Exercise description = Count every line in the entries below that contains the word "async", and give only that number.
_ _ _ _ _ _ _
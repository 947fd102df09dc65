//! Products and their stock records.
//!
//! The catalog is deliberately thin: the product document carries the stock
//! record, but every stock mutation goes through the inventory ledger. This
//! crate only owns the shape of the data and the pure availability rules.

pub mod product;

pub use product::{Availability, Product, StockRecord, Variation};
use axum::{Router, routing::get};

pub mod coupons;
pub mod inventory;
pub mod orders;
pub mod products;
pub mod system;

/// Router for all actor-resolved endpoints.
pub fn router() -> Router {
    Router::new()
        .route("/whoami", get(system::whoami))
        .nest("/products", products::router())
        .nest("/inventory", inventory::router())
        .nest("/orders", orders::router())
        .nest("/coupons", coupons::router())
}
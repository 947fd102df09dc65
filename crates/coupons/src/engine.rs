use chrono::{DateTime, Utc};
use thiserror::Error;

use storefront_core::{CouponId, CustomerId, DomainError, DomainResult};
use storefront_store::{Collection, StoreError};

use crate::coupon::Coupon;

/// Why a coupon cannot be applied. Each reason carries its own user-facing
/// message; callers and tests distinguish causes by variant.
#[derive(Debug, Error, Clone, PartialEq, Eq)]
pub enum CouponError {
    #[error("coupon not found")]
    NotFound,

    #[error("this coupon is not active yet")]
    NotYetActive,

    #[error("this coupon has expired")]
    Expired,

    #[error("order subtotal is below the coupon minimum of {required}")]
    MinPurchaseNotMet { required: u64 },

    #[error("this coupon has reached its usage limit")]
    UsageLimitReached,

    #[error("you have already used this coupon the maximum number of times")]
    PerUserLimitReached,
}

impl From<CouponError> for DomainError {
    fn from(err: CouponError) -> Self {
        match err {
            CouponError::NotFound => DomainError::not_found("coupon"),
            other => DomainError::validation(other.to_string()),
        }
    }
}

/// Result of a successful validation: the priced discount plus the coupon
/// it came from.
#[derive(Debug, Clone, PartialEq, Eq)]
pub struct Quote {
    pub discount_amount: u64,
    pub coupon: Coupon,
}

/// Port: how many non-cancelled orders of `customer` carry `code`.
///
/// Orders reference coupons by code string, so the order collection is the
/// source of truth for per-customer usage; the engine only consumes the
/// count.
pub trait CustomerUsage: Send + Sync {
    fn redemption_count(&self, code: &str, customer: CustomerId) -> u64;
}

impl<U> CustomerUsage for std::sync::Arc<U>
where
    U: CustomerUsage + ?Sized,
{
    fn redemption_count(&self, code: &str, customer: CustomerId) -> u64 {
        (**self).redemption_count(code, customer)
    }
}

/// Coupon validation and redemption service.
#[derive(Debug, Clone)]
pub struct CouponEngine<C, U> {
    coupons: C,
    usage: U,
}

impl<C, U> CouponEngine<C, U>
where
    C: Collection<Coupon>,
    U: CustomerUsage,
{
    pub fn new(coupons: C, usage: U) -> Self {
        Self { coupons, usage }
    }

    fn find_by_code(&self, normalized: &str) -> Option<Coupon> {
        self.coupons
            .find(|c| c.code == normalized)
            .into_iter()
            .next()
    }

    /// Validate `code` against a candidate order.
    ///
    /// Pure read: calling it repeatedly (cart re-pricing) never mutates
    /// `used_count`. Disabled coupons are indistinguishable from absent
    /// ones.
    pub fn validate(
        &self,
        code: &str,
        subtotal: u64,
        customer: Option<CustomerId>,
        now: DateTime<Utc>,
    ) -> Result<Quote, CouponError> {
        let normalized = Coupon::normalize_code(code);
        let coupon = self
            .find_by_code(&normalized)
            .filter(|c| c.enabled)
            .ok_or(CouponError::NotFound)?;

        if now < coupon.starts_at {
            return Err(CouponError::NotYetActive);
        }
        if now > coupon.ends_at {
            return Err(CouponError::Expired);
        }
        if subtotal < coupon.min_purchase_amount {
            return Err(CouponError::MinPurchaseNotMet {
                required: coupon.min_purchase_amount,
            });
        }
        if let Some(limit) = coupon.usage_limit {
            if coupon.used_count >= limit {
                return Err(CouponError::UsageLimitReached);
            }
        }
        if let (Some(limit), Some(customer)) = (coupon.usage_limit_per_user, customer) {
            if self.usage.redemption_count(&coupon.code, customer) >= limit {
                return Err(CouponError::PerUserLimitReached);
            }
        }

        let discount_amount = coupon.discount_amount(subtotal);
        Ok(Quote {
            discount_amount,
            coupon,
        })
    }

    /// Record a redemption: atomically re-check the global cap and increment
    /// `used_count` in one conditional write. Called only by successful
    /// order creation; concurrent redeemers past the cap lose here even if
    /// they passed `validate`.
    pub fn redeem(&self, code: &str) -> Result<Coupon, CouponError> {
        let normalized = Coupon::normalize_code(code);
        let coupon = self
            .find_by_code(&normalized)
            .ok_or(CouponError::NotFound)?;

        self.coupons
            .update(&coupon.id, |c| {
                if let Some(limit) = c.usage_limit {
                    if c.used_count >= limit {
                        return Err(CouponError::UsageLimitReached);
                    }
                }
                c.used_count += 1;
                Ok(())
            })
            .map_err(|e| e.into_inner(|| CouponError::NotFound))
    }

    /// Compensate a redemption whose order never materialized.
    pub fn release_redemption(&self, code: &str) {
        let normalized = Coupon::normalize_code(code);
        if let Some(coupon) = self.find_by_code(&normalized) {
            let _ = self.coupons.update(&coupon.id, |c| {
                c.used_count = c.used_count.saturating_sub(1);
                Ok::<(), CouponError>(())
            });
        }
    }

    // ------------------------------------------------------------------
    // Back-office operations
    // ------------------------------------------------------------------

    /// Register a new coupon; duplicate codes conflict.
    pub fn create(&self, coupon: Coupon) -> DomainResult<Coupon> {
        if self.find_by_code(&coupon.code).is_some() {
            return Err(DomainError::conflict(format!(
                "coupon code '{}' already exists",
                coupon.code
            )));
        }
        match self.coupons.insert(coupon.clone()) {
            Ok(()) => Ok(coupon),
            Err(StoreError::Duplicate(id)) => {
                Err(DomainError::conflict(format!("coupon {id} already exists")))
            }
            Err(e) => Err(DomainError::internal(e.to_string())),
        }
    }

    pub fn list(&self) -> Vec<Coupon> {
        self.coupons.list()
    }

    pub fn set_enabled(&self, id: CouponId, enabled: bool) -> DomainResult<Coupon> {
        self.coupons
            .update(&id, |c| {
                c.enabled = enabled;
                Ok::<(), DomainError>(())
            })
            .map_err(|e| e.into_inner(|| DomainError::not_found("coupon")))
    }

    pub fn delete(&self, id: CouponId) -> DomainResult<()> {
        if self.coupons.remove(&id) {
            Ok(())
        } else {
            Err(DomainError::not_found("coupon"))
        }
    }
}
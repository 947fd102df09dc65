use chrono::{DateTime, Utc};
use serde::{Deserialize, Serialize};

use storefront_core::{DomainError, DomainResult, Entity, ProductId, VariationId};

/// Sale availability of a product.
#[derive(Debug, Copy, Clone, PartialEq, Eq, Serialize, Deserialize)]
#[serde(rename_all = "snake_case")]
pub enum Availability {
    InStock,
    OutOfStock,
    /// Purchasable while stock is zero; an explicit admin override.
    Preorder,
}

impl Availability {
    pub fn as_str(&self) -> &'static str {
        match self {
            Availability::InStock => "in_stock",
            Availability::OutOfStock => "out_of_stock",
            Availability::Preorder => "preorder",
        }
    }
}

/// Per-product stock counters and derived availability.
///
/// Invariant: `availability == OutOfStock` iff `total_stock == 0`, except
/// for the explicit `Preorder` override which is only valid at zero stock.
#[derive(Debug, Clone, PartialEq, Eq, Serialize, Deserialize)]
pub struct StockRecord {
    pub total_stock: u32,
    pub low_stock_alert: u32,
    pub availability: Availability,
}

impl StockRecord {
    pub fn new(total_stock: u32, low_stock_alert: u32) -> Self {
        let mut record = Self {
            total_stock,
            low_stock_alert,
            availability: Availability::InStock,
        };
        record.recompute_availability();
        record
    }

    /// Re-derive availability after a ledger mutation: zero stock is out of
    /// stock, anything else is in stock. Reserve/release never produce the
    /// preorder state; only an explicit admin override does.
    pub fn recompute_availability(&mut self) {
        self.availability = if self.total_stock == 0 {
            Availability::OutOfStock
        } else {
            Availability::InStock
        };
    }

    /// Low on stock: strictly positive but at or under the alert threshold.
    pub fn is_low(&self) -> bool {
        self.total_stock > 0 && self.total_stock <= self.low_stock_alert
    }
}

/// A selectable product variation (size, colour, ...).
#[derive(Debug, Clone, PartialEq, Eq, Serialize, Deserialize)]
pub struct Variation {
    pub id: VariationId,
    /// Human-readable selector, e.g. `"XL"` or `"blue"`.
    pub selector: String,
}

/// Catalog product document.
///
/// Prices are in the currency's smallest unit (e.g. cents). The stock record
/// exists for exactly as long as the product does; it is created when the
/// product is published and mutated only by the inventory ledger.
#[derive(Debug, Clone, PartialEq, Eq, Serialize, Deserialize)]
pub struct Product {
    pub id: ProductId,
    pub name: String,
    pub slug: String,
    pub regular_price: u64,
    pub sale_price: Option<u64>,
    pub published: bool,
    pub variations: Vec<Variation>,
    pub stock: StockRecord,
    pub created_at: DateTime<Utc>,
    pub updated_at: DateTime<Utc>,
}

impl Product {
    /// Publish a new product with its initial stock record.
    pub fn publish(
        name: impl Into<String>,
        slug: impl Into<String>,
        regular_price: u64,
        sale_price: Option<u64>,
        initial_stock: u32,
        low_stock_alert: u32,
        variations: Vec<Variation>,
    ) -> DomainResult<Self> {
        let name = name.into();
        let slug = slug.into();

        if name.trim().is_empty() {
            return Err(DomainError::validation("product name cannot be empty"));
        }
        if slug.trim().is_empty() {
            return Err(DomainError::validation("product slug cannot be empty"));
        }
        if regular_price == 0 {
            return Err(DomainError::validation("regular price must be positive"));
        }
        if let Some(sale) = sale_price {
            if sale >= regular_price {
                return Err(DomainError::validation(
                    "sale price must be below the regular price",
                ));
            }
        }

        let now = Utc::now();
        Ok(Self {
            id: ProductId::new(),
            name,
            slug,
            regular_price,
            sale_price,
            published: true,
            variations,
            stock: StockRecord::new(initial_stock, low_stock_alert),
            created_at: now,
            updated_at: now,
        })
    }

    /// Effective unit price: the sale price when one is set.
    pub fn unit_price(&self) -> u64 {
        self.sale_price.unwrap_or(self.regular_price)
    }

    /// Whether `selector` names one of this product's variations.
    pub fn has_variation(&self, selector: &str) -> bool {
        self.variations.iter().any(|v| v.selector == selector)
    }

    pub fn touch(&mut self) {
        self.updated_at = Utc::now();
    }
}

impl Entity for Product {
    type Id = ProductId;

    fn id(&self) -> &ProductId {
        &self.id
    }
}
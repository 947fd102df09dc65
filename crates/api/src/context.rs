use storefront_auth::Actor;

/// Resolved caller identity for a request.
///
/// Present on every route: authenticated customers and admins carry their
/// token claims, everyone else is a guest.
#[derive(Debug, Clone, PartialEq, Eq)]
pub struct ActorContext {
    actor: Actor,
}

impl ActorContext {
    pub fn new(actor: Actor) -> Self {
        Self { actor }
    }

    pub fn actor(&self) -> &Actor {
        &self.actor
    }
}
//! Domain foundation building blocks.
//!
//! This crate contains **pure domain** primitives (no infrastructure concerns).

pub mod entity;
pub mod error;
pub mod id;

pub use entity::Entity;
pub use error::{DomainError, DomainResult};
pub use id::{CouponId, CustomerId, OrderId, ProductId, VariationId};
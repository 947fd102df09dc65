use chrono::NaiveDate;

/// Human-readable order number: `ORD-YYYYMMDD-NNNN` where `NNNN` is the
/// zero-padded per-day sequence. Numbers past 9999 simply widen.
pub fn order_number(date: NaiveDate, sequence: u64) -> String {
    format!("ORD-{}-{:04}", date.format("%Y%m%d"), sequence)
}

/// Sequence key for a given day's order counter.
pub fn sequence_key(date: NaiveDate) -> String {
    format!("orders-{}", date.format("%Y%m%d"))
}
//! The order lifecycle.
//!
//! [`Order`] is the document and carries the state machine; [`OrderWorkflow`]
//! is the service that drives it, reserving stock all-or-nothing on creation
//! and releasing it on cancellation and completed returns.

pub mod number;
pub mod order;
pub mod workflow;

pub use order::{
    CancelledBy, Order, OrderItem, OrderStatus, PaymentMethod, PaymentStatus, ReturnDecision,
    ReturnStatus, ReturnType, TrackingEntry,
};
pub use workflow::{CheckoutItem, CheckoutRequest, OrderCouponUsage, OrderWorkflow};
use axum::{Json, extract::Extension, http::StatusCode, response::IntoResponse};

use crate::context::ActorContext;

pub async fn health() -> StatusCode {
    StatusCode::OK
}

pub async fn whoami(Extension(ctx): Extension<ActorContext>) -> impl IntoResponse {
    let actor = ctx.actor();
    Json(serde_json::json!({
        "customer_id": actor.customer_id().map(|id| id.to_string()),
        "roles": actor.roles().iter().map(|r| r.as_str()).collect::<Vec<_>>(),
        "guest": actor.customer_id().is_none(),
    }))
}
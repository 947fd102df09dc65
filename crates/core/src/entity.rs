//! Entity trait: identity + continuity across state changes.

/// Entity marker + minimal interface.
///
/// An entity is defined by its identifier, not by its attribute values. Two
/// entities with the same id are the same entity, however much their fields
/// differ between document revisions.
pub trait Entity {
    /// Strongly-typed entity identifier.
    type Id: Clone + Eq + core::hash::Hash + core::fmt::Debug;

    /// Returns the entity identifier.
    fn id(&self) -> &Self::Id;
}
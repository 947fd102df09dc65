//! Caller identity: who is making the request, and with what role.
//!
//! Session issuance and credential storage live elsewhere; this crate only
//! models the fact the rest of the service consumes: *who* is calling (a
//! customer id, or nobody for guests) and *what role* they carry. It is
//! intentionally decoupled from HTTP and storage.

pub mod actor;
pub mod claims;
pub mod roles;

pub use actor::Actor;
pub use claims::{JwtClaims, TokenValidationError, validate_claims};
pub use roles::Role;
use axum::http::StatusCode;
use axum::response::IntoResponse;
use serde_json::json;

use storefront_catalog::Availability;
use storefront_core::DomainError;
use storefront_inventory::AdjustOp;

/// Map a domain failure onto the HTTP contract. Status codes are part of the
/// API: illegal transitions and shortfalls are the caller's fault (400),
/// duplicates conflict (409).
pub fn domain_error_to_response(err: DomainError) -> axum::response::Response {
    match err {
        DomainError::Validation(msg) => json_error(StatusCode::BAD_REQUEST, "validation_error", msg),
        DomainError::InvalidTransition(msg) => {
            json_error(StatusCode::BAD_REQUEST, "invalid_transition", msg)
        }
        DomainError::InvalidId(msg) => json_error(StatusCode::BAD_REQUEST, "invalid_id", msg),
        DomainError::InsufficientStock { .. } => {
            let msg = err.to_string();
            json_error(StatusCode::BAD_REQUEST, "insufficient_stock", msg)
        }
        DomainError::NotFound(resource) => {
            json_error(StatusCode::NOT_FOUND, "not_found", format!("{resource} not found"))
        }
        DomainError::Conflict(msg) => json_error(StatusCode::CONFLICT, "conflict", msg),
        DomainError::Forbidden(msg) => json_error(StatusCode::FORBIDDEN, "forbidden", msg),
        DomainError::Unauthorized => {
            json_error(StatusCode::UNAUTHORIZED, "unauthorized", "authentication required")
        }
        DomainError::Internal(msg) => {
            tracing::error!(error = %msg, "internal error");
            json_error(StatusCode::INTERNAL_SERVER_ERROR, "internal_error", msg)
        }
    }
}

pub fn json_error(
    status: StatusCode,
    code: &'static str,
    message: impl Into<String>,
) -> axum::response::Response {
    (
        status,
        axum::Json(json!({
            "error": code,
            "message": message.into(),
        })),
    )
        .into_response()
}

pub fn parse_availability(s: &str) -> Result<Availability, axum::response::Response> {
    match s {
        "in_stock" => Ok(Availability::InStock),
        "out_of_stock" => Ok(Availability::OutOfStock),
        "preorder" => Ok(Availability::Preorder),
        _ => Err(json_error(
            StatusCode::BAD_REQUEST,
            "invalid_availability",
            "availability must be one of: in_stock, out_of_stock, preorder",
        )),
    }
}

pub fn parse_adjust_op(s: &str) -> Result<AdjustOp, axum::response::Response> {
    match s {
        "add" => Ok(AdjustOp::Add),
        "subtract" => Ok(AdjustOp::Subtract),
        "set" => Ok(AdjustOp::Set),
        _ => Err(json_error(
            StatusCode::BAD_REQUEST,
            "invalid_action",
            "action must be one of: add, subtract, set",
        )),
    }
}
_ _ _ _ _ _ _
Task response = 2